- Task details -
The answer must be a single number: the count of lines in the data below that hold the word "GcCause".

── Information provided

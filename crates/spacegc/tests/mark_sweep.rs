//! End-to-end tests for the mark-sweep family.

mod common;

use std::thread;
use std::time::{Duration, Instant};

use common::{alloc, config, get_ref, heap, heap_with, payload, set_payload, set_ref, KB, MB};
use spacegc::{CollectorType, GcCause, GcType, SlotModel, SpaceKind};

#[test]
fn test_objects_stay_in_place() {
    let (heap, runtime) = heap(CollectorType::MarkSweep, MB);
    let a = alloc(&heap, 1, 1);
    let b = alloc(&heap, 1, 1);
    let c = alloc(&heap, 1, 1);
    set_payload(&heap, a, 1, 0, 0xA);
    set_ref(&heap, a, 0, Some(b));
    set_ref(&heap, b, 0, Some(c));
    let root = runtime.root(a);
    assert_eq!(heap.find_space_kind(a.addr()), Some(SpaceKind::Malloc));

    set_ref(&heap, a, 0, None);
    assert_eq!(heap.collect_garbage(false), GcType::Full);

    assert_eq!(root.get(), Some(a));
    assert_eq!(payload(&heap, a, 1, 0), 0xA);
    let gc = heap.last_gc_metrics().unwrap();
    assert_eq!(gc.collector_type, CollectorType::MarkSweep);
    assert_eq!(gc.freed_objects, 2);
    assert_eq!(gc.freed_bytes, 2 * SlotModel::object_size(1, 1));
    assert_eq!(heap.get_bytes_allocated(), SlotModel::object_size(1, 1));
    assert_eq!(heap.verify_heap(), Ok(1));
}

#[test]
fn test_sticky_frees_only_new_garbage() {
    let (heap, runtime) = heap(CollectorType::MarkSweep, MB);
    let old = alloc(&heap, 0, 1);
    let _old_root = runtime.root(old);
    heap.collect_garbage(false);

    let kept = alloc(&heap, 0, 1);
    let _dropped = alloc(&heap, 0, 1);
    let root = runtime.root(kept);
    assert_eq!(heap.collect(GcType::Sticky, GcCause::Explicit, false), GcType::Sticky);

    assert_eq!(root.get(), Some(kept));
    let gc = heap.last_gc_metrics().unwrap();
    assert_eq!(gc.gc_type, GcType::Sticky);
    assert_eq!(gc.freed_objects, 1);
    assert_eq!(heap.verify_heap(), Ok(2));
    assert_eq!(heap.metrics().sticky_collections(), 1);
    assert_eq!(heap.metrics().full_collections(), 1);
}

#[test]
fn test_sticky_scans_cards_of_old_objects() {
    let (heap, runtime) = heap(CollectorType::MarkSweep, MB);
    let old = alloc(&heap, 1, 0);
    let _root = runtime.root(old);
    heap.collect_garbage(false);

    let young = alloc(&heap, 0, 1);
    set_payload(&heap, young, 0, 0, 99);
    set_ref(&heap, old, 0, Some(young));
    assert!(heap.is_card_dirty(old));

    heap.collect(GcType::Sticky, GcCause::Explicit, false);
    assert_eq!(heap.last_gc_metrics().unwrap().freed_objects, 0);
    assert_eq!(get_ref(&heap, old, 0), Some(young));
    assert_eq!(payload(&heap, young, 0, 0), 99);

    // The referent is old now; a full collection keeps it as well.
    heap.collect_garbage(false);
    assert_eq!(heap.last_gc_metrics().unwrap().freed_objects, 0);
    assert_eq!(heap.verify_heap(), Ok(2));
}

#[test]
fn test_freed_memory_is_reused() {
    let (heap, runtime) = heap(CollectorType::MarkSweep, MB);
    let keep = runtime.root(alloc(&heap, 0, 1));
    for _ in 0..4 {
        for _ in 0..512 {
            alloc(&heap, 0, 127);
        }
        heap.collect_garbage(false);
        assert_eq!(heap.get_bytes_allocated(), SlotModel::object_size(0, 1));
    }
    assert!(keep.get().is_some());
    assert_eq!(heap.metrics().total_objects_freed(), 4 * 512);
}

#[test]
fn test_allocation_collects_instead_of_failing() {
    let (heap, runtime) = heap(CollectorType::MarkSweep, MB);
    let root = runtime.root(alloc(&heap, 0, 1));
    for _ in 0..3 * MB / KB {
        alloc(&heap, 0, 127);
    }
    assert!(heap.gc_count() > 0);
    assert!(heap.metrics().gc_for_alloc_count() > 0);
    assert!(heap.get_bytes_allocated() <= heap.growth_limit());
    assert!(root.get().is_some());
}

#[test]
fn test_concurrent_collection_runs_on_daemon() {
    let (heap, runtime) = heap_with(spacegc::HeapConfig {
        enable_task_daemon: true,
        ..config(CollectorType::ConcurrentMarkSweep, 4 * MB)
    });
    assert!(heap.is_gc_concurrent());
    let start_bytes = heap.concurrent_start_bytes();
    assert!(start_bytes < heap.target_footprint());

    {
        let _scope = runtime.mutator_scope();
        let deadline = Instant::now() + Duration::from_secs(10);
        while heap.metrics().concurrent_requests() == 0 {
            assert!(Instant::now() < deadline, "no concurrent collection requested");
            alloc(&heap, 0, 127);
        }
    }

    let deadline = Instant::now() + Duration::from_secs(10);
    while heap.gc_count() == 0 {
        assert!(Instant::now() < deadline, "background collection never ran");
        thread::sleep(Duration::from_millis(5));
    }
    heap.wait_for_gc_to_complete(GcCause::Explicit);
    assert_eq!(heap.last_gc_cause(), Some(GcCause::Background));
    assert!(heap.get_bytes_allocated() < start_bytes);
}

#[test]
fn test_concurrent_request_without_daemon_runs_inline() {
    let (heap, _runtime) = heap(CollectorType::ConcurrentMarkSweep, MB);
    let _garbage = alloc(&heap, 0, 1);
    assert!(heap.request_concurrent_gc(true));
    assert_eq!(heap.gc_count(), 1);
    assert_eq!(heap.last_gc_type(), GcType::Full);
    assert_eq!(heap.last_gc_metrics().unwrap().freed_objects, 1);
}

#[test]
fn test_stop_the_world_heap_ignores_concurrent_requests() {
    let (heap, _runtime) = heap(CollectorType::MarkSweep, MB);
    assert!(!heap.request_concurrent_gc(false));
    assert_eq!(heap.gc_count(), 0);
}

#[test]
fn test_trim_releases_pages() {
    let (heap, _runtime) = heap(CollectorType::MarkSweep, 4 * MB);
    for _ in 0..1024 {
        alloc(&heap, 0, 127);
    }
    heap.collect_garbage(false);
    let collections = heap.gc_count();
    assert!(heap.trim() > 0);
    assert_eq!(heap.gc_count(), collections, "trimming is not a collection");
}

#[test]
fn test_soft_reference_request_is_reported() {
    let (heap, _runtime) = heap(CollectorType::MarkSweep, MB);
    heap.collect(GcType::Full, GcCause::Explicit, true);
    assert!(heap.last_gc_metrics().unwrap().cleared_soft_references);
    heap.collect_garbage(false);
    assert!(!heap.last_gc_metrics().unwrap().cleared_soft_references);
}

────

- Your response -
6